Howling like a banshee, the claw-guard crashed back through the skeleton of a sandpede, hundreds of leg bones sent scattering through the air and spinning across the polished floor of the ossuary. Lowering his pistol’s smoking barrel, the commodore broke the gun and cleared its spent charge, feeding in a fresh shell while Westwick emptied her own pistol into one of the charging monsters. The noise of her shot was lost against the splintering volley of the grand vizier’s forces and the air-splitting thud of the beyrogs’ crossbows replying in kind.
‘There’s too many of the wicked things, Maya,’ coughed the commodore, snapping his pistol shut and pulling back its clockwork firing mechanism.
They were coming like a black flood through the exhibits, a vast, relentless tide of fury breaking against the beyrogs’ cuirasses and swords. While the claw-guards loped forward en masse, snaking past the displays of the ossuary, the Imperial Aerial Squadron marines had taken snipers’ positions at the rear of the hall, maintaining a constant rain of fire in their direction. Balls whizzed through the air, buzzing with the evil song of angry hornets.
‘That is rather the point,’ said Westwick. ‘A diversion must divert.’ She rubbed tiredly at her eyelids, just underneath where her forehead had been splashed by a claw-guard’s blood. ‘Damn my itching eyes; is the blood of these creatures poisoned?’
‘No, lass. It’s only sleep you need. Sleep and a good hearty meal with a fine bottle or two of wine to wash it down.’ Commodore Black glanced around. The beyrogs had formed a semicircle-shaped double line halfway down the hall, the front row beating back the wave attacks of their more diminutive cousins with their blades. Behind them stood a second rank of crossbow-wielding beyrogs, pouring independent fire into the charges coming at them and exchanging bolts for bullets with the marine snipers at the rear.

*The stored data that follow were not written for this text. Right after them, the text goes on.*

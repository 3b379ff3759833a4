/*!
 * Admission Benchmarks
 *
 * Cost of the bookkeeping performed under the scheduler lock: batch play,
 * completion churn, and capacity resizing.
 */

use criterion::{black_box, criterion_group, criterion_main, BenchmarkId, Criterion};
use sim_scheduler::process::scheduler::state::{Effects, SchedulerState, SegmentOutcome};
use sim_scheduler::{HandleStatus, ProcessHandle, Step};
use std::sync::Arc;

struct Inert;

impl ProcessHandle for Inert {
    fn begin_stepping(&self) -> anyhow::Result<()> {
        Ok(())
    }
    fn pause(&self) {}
    fn pause_at(&self, _step: Step) {}
    fn stop(&self) {}
    fn stop_at(&self, _step: Step) {}
    fn current_status(&self) -> HandleStatus {
        HandleStatus::Ready
    }
}

fn populated(capacity: usize, processes: usize) -> (SchedulerState, Vec<u64>) {
    let mut state = SchedulerState::new(capacity);
    let ids = state.register_batch((0..processes).map(|_| Arc::new(Inert) as Arc<dyn ProcessHandle>));
    (state, ids)
}

fn bench_play_batch(c: &mut Criterion) {
    let mut group = c.benchmark_group("play_batch");

    for processes in [64usize, 512, 4096] {
        group.bench_with_input(
            BenchmarkId::from_parameter(processes),
            &processes,
            |b, &processes| {
                b.iter(|| {
                    let (mut state, ids) = populated(8, processes);
                    let mut fx = Effects::new();
                    state.play_all(black_box(&ids), &mut fx).unwrap();
                    black_box(fx.launches.len())
                });
            },
        );
    }

    group.finish();
}

fn bench_completion_churn(c: &mut Criterion) {
    c.bench_function("completion_churn_1024", |b| {
        b.iter(|| {
            let (mut state, ids) = populated(8, 1024);
            state.play_all(&ids, &mut Effects::new()).unwrap();

            while let Some(&front) = state.snapshot().running.first() {
                let mut fx = Effects::new();
                state.finish_segment(front, SegmentOutcome::Returned, &mut fx);
                black_box(&fx.launches);
            }
        });
    });
}

fn bench_capacity_swing(c: &mut Criterion) {
    c.bench_function("capacity_swing_64", |b| {
        let (mut state, ids) = populated(64, 256);
        state.play_all(&ids, &mut Effects::new()).unwrap();

        b.iter(|| {
            state.set_capacity(black_box(8), &mut Effects::new());
            state.set_capacity(black_box(64), &mut Effects::new());
        });
    });
}

criterion_group!(
    benches,
    bench_play_batch,
    bench_completion_churn,
    bench_capacity_swing
);
criterion_main!(benches);
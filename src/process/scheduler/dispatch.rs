/*!
 * Segment Dispatch
 * Runs admitted segments on the blocking pool and reports their completion
 */

use super::state::{Effects, Launch, SchedulerState, SegmentOutcome};
use super::Shared;
use crate::core::types::ProcessId;
use std::any::Any;
use std::sync::Arc;
use tracing::{debug, error};

impl Shared {
    /// Run one state transition under the lock, then carry out its effects
    ///
    /// Events are published while the lock is held so observers see them in
    /// state order. Handle controls and segment launches happen after release.
    pub(super) fn transact<R>(
        self: &Arc<Self>,
        f: impl FnOnce(&mut SchedulerState, &mut Effects) -> R,
    ) -> R {
        let mut fx = Effects::new();
        let result = {
            let mut state = self.state.lock();
            let result = f(&mut state, &mut fx);
            debug_assert!(state.check_invariants().is_ok(), "{:?}", state.check_invariants());

            for event in &fx.events {
                self.stats.record(event);
                self.events.publish(event);
            }
            if state.running_len() == 0 {
                self.drained.notify_waiters();
            }
            result
        };

        for (handle, control) in fx.controls {
            control.apply(handle.as_ref());
        }
        for launch in fx.launches {
            self.launch(launch);
        }
        result
    }

    /// Step the handle on the blocking pool; never called with the state lock held
    fn launch(self: &Arc<Self>, launch: Launch) {
        let shared = Arc::clone(self);
        let Launch { id, handle } = launch;

        self.runtime.spawn(async move {
            let joined = tokio::task::spawn_blocking(move || handle.begin_stepping()).await;

            let outcome = match joined {
                Ok(Ok(())) => SegmentOutcome::Returned,
                Ok(Err(e)) => SegmentOutcome::Failed(format!("{:#}", e)),
                Err(e) if e.is_panic() => {
                    SegmentOutcome::Failed(panic_message(e.into_panic().as_ref()))
                }
                Err(e) => {
                    error!(id, error = %e, "segment task did not complete");
                    SegmentOutcome::Failed(e.to_string())
                }
            };

            shared.segment_returned(id, outcome);
        });
    }

    fn segment_returned(self: &Arc<Self>, id: ProcessId, outcome: SegmentOutcome) {
        debug!(id, ?outcome, "run segment returned");
        self.transact(|state, fx| state.finish_segment(id, outcome, fx));
    }
}

fn panic_message(payload: &(dyn Any + Send)) -> String {
    if let Some(s) = payload.downcast_ref::<&str>() {
        format!("panicked: {}", s)
    } else if let Some(s) = payload.downcast_ref::<String>() {
        format!("panicked: {}", s)
    } else {
        "panicked".to_string()
    }
}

It was proving a mortal effective defensive formation, but there wasn’t enough cover in the hall as exhibits were smashed into clouds of bony shards, while the grand vizier seemed to have an entire citadel full
of these new claw-guard regiments to throw against them. A diversion must divert.
Another wave of the stone-faced claw-guards came leaping and howling like wolves against the front line of beyrogs, the imperial bodyguard unit’s scimitars swinging and cutting in response, claw-guards screaming as they died, beyrogs stumbling back where the beasts broke through the tight line and swarmed over the giant defenders.
This was no battle for men, no battle for old Blacky. Not with both armies supplied by the empire’s dark womb mages. Attacking and defending without any sign of fear or care for their own skins. They were living machines driven only by raw animal instincts and the cruel whims of their masters. This wasn’t a battlefield, it was a vast gladiatorial pit, starving lions and wolves thrown against each other for someone else’s advancement.
A ball buzzed past the commodore’s ear. Tracing the shot back to the short-stocked airship carbine pulled tight against a marine’s shoulder, the commodore sighted his pistol and was rewarded with the sight of the man slamming back through a discharge of gun smoke as his pistol bucked once.
Still the relentless claw-guards crashed against the beyrogs’ lines, the defenders’ crossbow-fire finally faltering and slowing. Commodore Black noted the empty quiver swinging from the nearest beyrog’s back. They were running out of ammunition.
‘Fall back,’ shouted the commodore. ‘Move back out of the hall.’
‘Those are not their orders,’ said Westwick, translating for the massive one-eyed officer.
‘Their orders were to keep them busy, not to die here like blessed fools,’ said the commodore. ‘The passages behind us are narrow. You can funnel their assault down tight and hold them with your front rank’s bulk. You want to sell your mortal lives, then sell them dearer than this.’
‘There!’ shouted Westwick, interrupting the argument. She’d thrown a hand towards a figure at the far end of the hall. It was Immed Zahharl, the grand vizier waving a sword and urging the claw-guards forward to overwhelm the beyrogs.